La Contraloría es, con su gran edificio de vidrios ahumados en el bulevar de Caminos y con su inmenso presupuesto, un monumento a la desfachatez. Un elefante al cual el gran tamaño, las orejas y la trompa, le sirven solo para abanicarse o echarse agua encima y de vez en cuando, aplastar con todo su peso a alguien que se ha portado mal con el sistema pese a haber formado parte de él. Fue por medio de la Contraloría que se impidió la candidatura presidencial de Thelma Aldana en 2019 y la de Jordán Rodas -y la de Thelma Cabrera- en 2023. El ardid de revocar los finiquitos extendidos a favor de un exfuncionario para impedir su participación electoral ha sido bendecido por diferentes magistraturas de la Corte de Constitucionalidad y con eso, le han otorgado al Contralor, dependiente de su presupuesto y de sus libertades de la mayoría parlamentaria en el Congreso, un poder que este somete con más maña que docilidad.
Pero en términos de controlar, de garantizar probidad en el uso del dinero de los contribuyentes, de hacer rendir cuentas a quienes maneja ese dinero, la Contraloría no controla nada.

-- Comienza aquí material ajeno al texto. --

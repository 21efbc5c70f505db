//! The declarative UI-toolkit snippet (`lvgl:`).

use super::annotation::widget_annotation;
use super::entities::EntityTable;
use super::fonts::FontRegistry;
use super::ir::{Node, Section};
use super::triggers::TriggerMap;
use super::Diagnostic;
use crate::models::{HardwareProfile, Page, Widget};
use crate::plugins::{
    common_props, convert_color, has_generic_object, PluginRegistry, ToolkitContext,
};
use regex::Regex;
use std::sync::OnceLock;
use tracing::{debug, warn};

fn is_grid_layout(layout: &str) -> bool {
    static PATTERN: OnceLock<Regex> = OnceLock::new();
    PATTERN
        .get_or_init(|| Regex::new(r"^\d+x\d+$").expect("valid layout regex"))
        .is_match(layout)
}

/// Builds the `lvgl:` section for a project.
pub struct ToolkitGenerator<'a> {
    registry: &'a PluginRegistry,
    entities: &'a EntityTable,
    profile: &'a HardwareProfile,
}

impl<'a> ToolkitGenerator<'a> {
    /// Creates a generator over the given plugins and declared entities.
    pub fn new(
        registry: &'a PluginRegistry,
        entities: &'a EntityTable,
        profile: &'a HardwareProfile,
    ) -> Self {
        Self {
            registry,
            entities,
            profile,
        }
    }

    /// Generates the section. Widgets request their refresh triggers on `triggers`.
    pub fn generate(
        &self,
        pages: &[Page],
        fonts: &mut FontRegistry,
        triggers: &mut TriggerMap,
        diagnostics: &mut Vec<Diagnostic>,
    ) -> Section {
        let mut body = Node::map()
            .with("id", Node::scalar("my_lvgl"))
            .with("log_level", Node::scalar("WARN"))
            .with("bg_color", Node::quoted("0xFFFFFF"))
            .with(
                "displays",
                Node::list().item(Node::scalar(self.profile.display_id())),
            );
        if self.profile.touch.is_some() || self.profile.features.touch {
            body.insert(
                "touchscreens",
                Node::list().item(Node::scalar("my_touchscreen")),
            );
        }

        let mut page_nodes = Node::list();
        for (index, page) in pages.iter().enumerate() {
            let mut widgets = Node::list();
            for widget in page.exported_widgets() {
                for node in self.widget_nodes(widget, fonts, triggers, diagnostics) {
                    widgets.push(node);
                }
            }

            let layout = page
                .layout
                .as_deref()
                .filter(|l| is_grid_layout(l))
                .map(Node::scalar);
            page_nodes.push(
                Node::map()
                    .with("id", Node::scalar(format!("page_{index}")))
                    .with_opt("layout", layout)
                    .with("widgets", widgets),
            );
        }
        body.insert("pages", page_nodes);

        debug!("Toolkit snippet built for {} page(s)", pages.len());
        Section::new("lvgl", body)
    }

    /// The annotation comment followed by the widget's node, if it has one.
    fn widget_nodes(
        &self,
        widget: &Widget,
        fonts: &mut FontRegistry,
        triggers: &mut TriggerMap,
        diagnostics: &mut Vec<Diagnostic>,
    ) -> Vec<Node> {
        let annotation = widget_annotation(widget);
        let plugin = self.registry.get(&widget.kind);
        let exporter = plugin.and_then(|p| p.toolkit());

        let Some(exporter) = exporter else {
            if has_generic_object(&widget.kind) {
                return vec![Node::Comment(annotation), generic_object(widget)];
            }
            if plugin.is_none() {
                diagnostics.push(
                    Diagnostic::warning(format!("Unsupported widget type: {}", widget.kind))
                        .for_widget(&widget.id),
                );
                return vec![Node::Comment(format!("{annotation} status:unsupported"))];
            }
            return vec![Node::Comment(annotation)];
        };

        // Triggers requested by a failing export are dropped with it.
        let mut local = TriggerMap::new();
        let mut ctx = ToolkitContext::new(fonts, &mut local, self.entities, self.profile);
        match exporter.export_toolkit(widget, &mut ctx) {
            Ok(node) => {
                triggers.extend(local);
                vec![Node::Comment(annotation), node]
            }
            Err(err) => {
                warn!(
                    "Toolkit export of widget '{}' ({}) failed: {:#}",
                    widget.id, widget.kind, err
                );
                diagnostics.push(
                    Diagnostic::error(format!("Toolkit export failed: {err:#}"))
                        .for_widget(&widget.id),
                );
                vec![Node::Comment(format!("{annotation} status:error"))]
            }
        }
    }
}

/// Plain `obj` standing in for widget types without a toolkit exporter.
fn generic_object(widget: &Widget) -> Node {
    let color = widget
        .prop_str("bg_color")
        .or_else(|| widget.prop_str("color"))
        .unwrap_or_else(|| "white".to_string());
    let obj = common_props(widget).with("bg_color", convert_color(Some(&color)));
    Node::map().with("obj", obj)
}
//! Hardware recipe import.
//!
//! A recipe is a device template file whose header comments describe the
//! board:
//!
//! ```yaml
//! # Name: Waveshare Touch LCD 7
//! # Resolution: 800x480
//! # Shape: rect
//! # Inverted: false
//! ```
//!
//! Everything else (PSRAM, touch, panel technology) is inferred from the
//! template body.

use crate::constants::LAMBDA_PLACEHOLDER;
use crate::models::{HardwareProfile, Resolution, TemplateRef, TouchController};
use anyhow::{Context, Result};
use regex::Regex;
use std::fs;
use std::path::Path;
use std::sync::OnceLock;
use tracing::{debug, warn};

macro_rules! static_regex {
    ($name:ident, $pattern:expr) => {
        fn $name() -> &'static Regex {
            static PATTERN: OnceLock<Regex> = OnceLock::new();
            PATTERN.get_or_init(|| Regex::new($pattern).expect("valid recipe regex"))
        }
    };
}

static_regex!(name_comment, r"(?im)^\s*#\s*Name:\s*(.+?)\s*$");
static_regex!(resolution_comment, r"(?i)#\s*Resolution:\s*(\d+)x(\d+)");
static_regex!(shape_comment, r"(?i)#\s*Shape:\s*(rect|round)");
static_regex!(inverted_comment, r"(?i)#\s*Inverted:\s*(true|yes|1)\b");
static_regex!(chip_variant, r"(?im)^\s*variant:\s*(esp32[a-z0-9-]*)");
static_regex!(display_platform, r"(?m)^display:\s*\n\s*-\s*platform:\s*([\w-]+)");
static_regex!(touch_platform, r"(?m)^touchscreen:\s*\n\s*-\s*platform:\s*([\w-]+)");

const EPAPER_PLATFORMS: [&str; 2] = ["waveshare_epaper", "epaper_spi"];

/// Profile id for a recipe file name: stem, non-alphanumerics → `_`, lowercased.
pub fn recipe_id(filename: &str) -> String {
    let stem = Path::new(filename)
        .file_stem()
        .and_then(|s| s.to_str())
        .unwrap_or(filename);
    stem.chars()
        .map(|c| if c.is_ascii_alphanumeric() { c } else { '_' })
        .collect::<String>()
        .to_lowercase()
}

/// Normalizes an ESPHome chip variant (`ESP32S3` → `esp32-s3`).
fn normalize_chip(variant: &str) -> String {
    let lower = variant.to_lowercase();
    match lower.strip_prefix("esp32") {
        Some(rest) if !rest.is_empty() && !rest.starts_with('-') => format!("esp32-{rest}"),
        _ => lower,
    }
}

/// Extracts a profile from recipe text. The text becomes the inline template.
pub fn parse_recipe(yaml: &str, filename: &str) -> HardwareProfile {
    let id = recipe_id(filename);

    let name = name_comment()
        .captures(yaml)
        .and_then(|c| c.get(1))
        .map_or_else(|| id.clone(), |m| m.as_str().to_string());

    let resolution = resolution_comment()
        .captures(yaml)
        .and_then(|c| {
            let width = c.get(1)?.as_str().parse().ok()?;
            let height = c.get(2)?.as_str().parse().ok()?;
            Some(Resolution::new(width, height))
        })
        .unwrap_or_default();

    let chip = chip_variant()
        .captures(yaml)
        .and_then(|c| c.get(1))
        .map_or_else(|| "esp32-s3".to_string(), |m| normalize_chip(m.as_str()));

    let platform = display_platform()
        .captures(yaml)
        .and_then(|c| c.get(1))
        .map_or("unknown", |m| m.as_str())
        .to_string();

    let mut profile = HardwareProfile::new(id, name, chip, platform, resolution);
    if let Some(shape) = shape_comment().captures(yaml).and_then(|c| c.get(1)) {
        profile.shape = shape.as_str().to_lowercase();
    }

    let epaper = EPAPER_PLATFORMS.iter().any(|p| yaml.contains(p));
    profile.features.epaper = epaper;
    profile.features.lcd = !epaper;
    profile.features.lvgl = yaml.contains("lvgl:") || !epaper;
    profile.features.psram = yaml.contains("psram:");
    profile.features.touch = yaml.contains("touchscreen:");
    profile.features.inverted_colors = inverted_comment().is_match(yaml);

    if profile.features.touch {
        let platform = touch_platform()
            .captures(yaml)
            .and_then(|c| c.get(1))
            .map_or("unknown", |m| m.as_str());
        profile.touch = Some(TouchController {
            platform: platform.to_string(),
            interrupt_pin: None,
            reset_pin: None,
        });
    }

    profile.template = Some(TemplateRef::Inline(yaml.to_string()));
    profile
}

/// Parses every `*.yaml` / `*.yml` recipe in a directory, sorted by file name.
///
/// Loaded profiles reference their file by path so the template is read again
/// at compile time. Files without a display body marker or toolkit section are
/// skipped.
pub fn load_recipes(dir: &Path) -> Result<Vec<HardwareProfile>> {
    let mut paths = Vec::new();
    for entry in fs::read_dir(dir)
        .with_context(|| format!("Failed to read hardware directory {}", dir.display()))?
    {
        let path = entry?.path();
        let is_yaml = path
            .extension()
            .and_then(|e| e.to_str())
            .is_some_and(|e| e.eq_ignore_ascii_case("yaml") || e.eq_ignore_ascii_case("yml"));
        if path.is_file() && is_yaml {
            paths.push(path);
        }
    }
    paths.sort();

    let mut profiles = Vec::new();
    for path in paths {
        let text = fs::read_to_string(&path)
            .with_context(|| format!("Failed to read recipe {}", path.display()))?;
        if !text.contains(LAMBDA_PLACEHOLDER) && !text.contains("lvgl:") {
            warn!(
                "Skipping {}: no display body marker or lvgl section",
                path.display()
            );
            continue;
        }
        let filename = path
            .file_name()
            .and_then(|n| n.to_str())
            .unwrap_or_default()
            .to_string();
        let mut profile = parse_recipe(&text, &filename);
        profile.template = Some(TemplateRef::Location(path.display().to_string()));
        debug!("Recipe {} → profile '{}'", filename, profile.id);
        profiles.push(profile);
    }
    Ok(profiles)
}
impl QuoteRssPlugin {
    /// Globals holding the latest quote and author of a widget.
    pub fn global_ids(widget: &Widget) -> (String, String) {
        let s = sanitize(&widget.id);
        (format!("quote_text_{s}"), format!("quote_author_{s}"))
    }

    fn feed_url(widget: &Widget) -> String {
        widget.prop_str_or("feed_url", "https://www.brainyquote.com/link/quotebr.rss")
    }

    fn fonts(widget: &Widget) -> (String, u32, u32, u32) {
        (
            font_family(widget),
            prop_px(widget, "font_weight", 400),
            prop_px(widget, "quote_font_size", 18),
            prop_px(widget, "author_font_size", 14),
        )
    }

    /// Response handler storing the chosen item into the widget's globals.
    fn parse_lambda(widget: &Widget) -> Vec<String> {
        let (text, author) = Self::global_ids(widget);
        let pick = if widget.prop_bool("random") != Some(false) {
            "items[random_uint32() % items.size()]"
        } else {
            "items[0]"
        };
        vec![
            "if (response->status_code != 200) return;".to_string(),
            "std::vector<size_t> items;".to_string(),
            "for (size_t p = body.find(\"<item>\"); p != std::string::npos; p = \
            body.find(\"<item>\", p + 6)) {".to_string(),
            "  items.push_back(p);".to_string(),
            "}".to_string(),
            "if (items.empty()) return;".to_string(),
            format!("size_t pos = {pick};"),
            "auto tag = [&](const std::string &name) -> std::string {".to_string(),
            "  size_t a = body.find(\"<\" + name + \">\", pos);".to_string(),
            "  if (a == std::string::npos) return \"\";".to_string(),
            "  a += name.size() + 2;".to_string(),
            "  size_t b = body.find(\"</\" + name + \">\", a);".to_string(),
            "  return b == std::string::npos ? \"\" : body.substr(a, b - a);".to_string(),
            "};".to_string(),
            "std::string quote = tag(\"description\");".to_string(),
            "if (quote.size() >= 2 && quote.front() == '\"' && quote.back() == '\"') {".to_string(),
            "  quote = quote.substr(1, quote.size() - 2);".to_string(),
            "}".to_string(),
            format!("id({text}) = quote;"),
            format!("id({author}) = tag(\"title\");"),
        ]
    }
}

Si el contralor fuera un portero, su portería sería la más vencida. La red para contener los goles estaría ya tan perforada por trallazos tan contundentes como el sobre costo del recapeo de la pista del aeropuerto del puerto de San José o la sobrevaloración de cada carretera contratada por el Ministerio de Comunicaciones, que inspiraría más risa que respeto. Para prevenir corrupción, para sancionar corrupción, lo mismo da que la Contraloría exista a que deje de existir.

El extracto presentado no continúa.